[Data for this task Boundary: Start]
//! Raw delivery storage contract and delivery headers.
//!
//! The raw store is the loss-prevention guarantee: every body is handed to it
//! before any parsing happens. It is append-only and write-only from
//! roomsync's point of view; it exists for forensic replay.

use serde::{Deserialize, Serialize};
use std::future::Future;
use std::pin::Pin;
use thiserror::Error;

/// Header carrying the delivery's event id
pub const HEADER_EVENT_ID: &str = "X-Event-Id";
/// Header carrying the source alias
pub const HEADER_SOURCE: &str = "X-Platform";
/// Header carrying the event kind alias
pub const HEADER_EVENT_KIND: &str = "X-Event-Type";
/// Header carrying the correlation id
pub const HEADER_CORRELATION_ID: &str = "X-Correlation-Id";

/// Identifying headers of one delivery.
///
/// Values are kept exactly as received; alias resolution happens in the
/// ingestion router.
#[derive(Debug, Clone, Default, PartialEq, Eq, Serialize, Deserialize)]
pub struct DeliveryHeaders {
    /// Delivery event id
    pub event_id: Option<String>,
    /// Source alias (required for routing)
    pub source: Option<String>,
    /// Event kind alias, defaults to booking
    pub event_kind: Option<String>,
    /// Correlation id
    pub correlation_id: Option<String>,
}

impl DeliveryHeaders {
    /// Headers naming only a source
    #[must_use]
    pub fn for_source(source: impl Into<String>) -> Self {
        Self {
            source: Some(source.into()),
            ..Self::default()
        }
    }

    /// Set the event id
    #[must_use]
    pub fn with_event_id(mut self, event_id: impl Into<String>) -> Self {
        self.event_id = Some(event_id.into());
        self
    }

    /// Set the event kind
    #[must_use]
    pub fn with_event_kind(mut self, event_kind: impl Into<String>) -> Self {
        self.event_kind = Some(event_kind.into());
        self
    }

    /// Set the correlation id
    #[must_use]
    pub fn with_correlation_id(mut self, correlation_id: impl Into<String>) -> Self {
        self.correlation_id = Some(correlation_id.into());
        self
    }

    /// Build headers from name/value pairs, matching names case-insensitively.
    ///
    /// Unknown headers are ignored.
    #[must_use]
    pub fn from_pairs<'a>(pairs: impl IntoIterator<Item = (&'a str, &'a str)>) -> Self {
        let mut headers = Self::default();
        for (name, value) in pairs {
            let slot = if name.eq_ignore_ascii_case(HEADER_EVENT_ID) {
                &mut headers.event_id
            } else if name.eq_ignore_ascii_case(HEADER_SOURCE) {
                &mut headers.source
            } else if name.eq_ignore_ascii_case(HEADER_EVENT_KIND) {
                &mut headers.event_kind
            } else if name.eq_ignore_ascii_case(HEADER_CORRELATION_ID) {
                &mut headers.correlation_id
            } else {
                continue;
            };
            *slot = Some(value.to_string());
        }
        headers
    }

    /// Header name/value pairs that are present, in wire order.
    #[must_use]
    pub fn to_pairs(&self) -> Vec<(&'static str, &str)> {
        [
            (HEADER_EVENT_ID, self.event_id.as_deref()),
            (HEADER_SOURCE, self.source.as_deref()),
            (HEADER_EVENT_KIND, self.event_kind.as_deref()),
            (HEADER_CORRELATION_ID, self.correlation_id.as_deref()),
        ]
        .into_iter()
        .filter_map(|(name, value)| value.map(|v| (name, v)))
        .collect()
    }
}

/// Errors from the raw store backend.
#[derive(Error, Debug, Clone)]
pub enum RawStoreError {
    /// Backend could not be reached.
    #[error("Raw event store unavailable: {0}")]
    Unavailable(String),
}

/// Append-only store for raw delivery bodies.
pub trait RawEventStore: Send + Sync {
    /// Append a raw body together with its headers.
    ///
    /// # Errors
    ///
    /// Returns [`RawStoreError`] if the backend fails.
    fn store<'a>(
        &'a self,
        raw_body: &'a str,
        headers: &'a DeliveryHeaders,
    ) -> Pin<Box<dyn Future<Output = Result<(), RawStoreError>> + Send + 'a>>;
}

#[cfg(test)]
mod tests {
    use super::*;

    #[test]
    fn header_pairs_match_case_insensitively() {
        let headers = DeliveryHeaders::from_pairs([
            ("x-event-id", "evt-1"),
            ("X-PLATFORM", "B"),
            ("x-event-type", "CANCEL"),
            ("Content-Type", "application/json"),
        ]);

        assert_eq!(headers.event_id.as_deref(), Some("evt-1"));
        assert_eq!(headers.source.as_deref(), Some("B"));
        assert_eq!(headers.event_kind.as_deref(), Some("CANCEL"));
        assert_eq!(headers.correlation_id, None);
        assert_eq!(
            headers.to_pairs(),
            vec![
                (HEADER_EVENT_ID, "evt-1"),
                (HEADER_SOURCE, "B"),
                (HEADER_EVENT_KIND, "CANCEL"),
            ]
        );
    }
}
[Data for this task Boundary: End]
### What is expected
Scan the material for lines with the word "happens", and copy each line you find.

### Solution to the problem
//! before any parsing happens. It is append-only and write-only from
/// Values are kept exactly as received; alias resolution happens in the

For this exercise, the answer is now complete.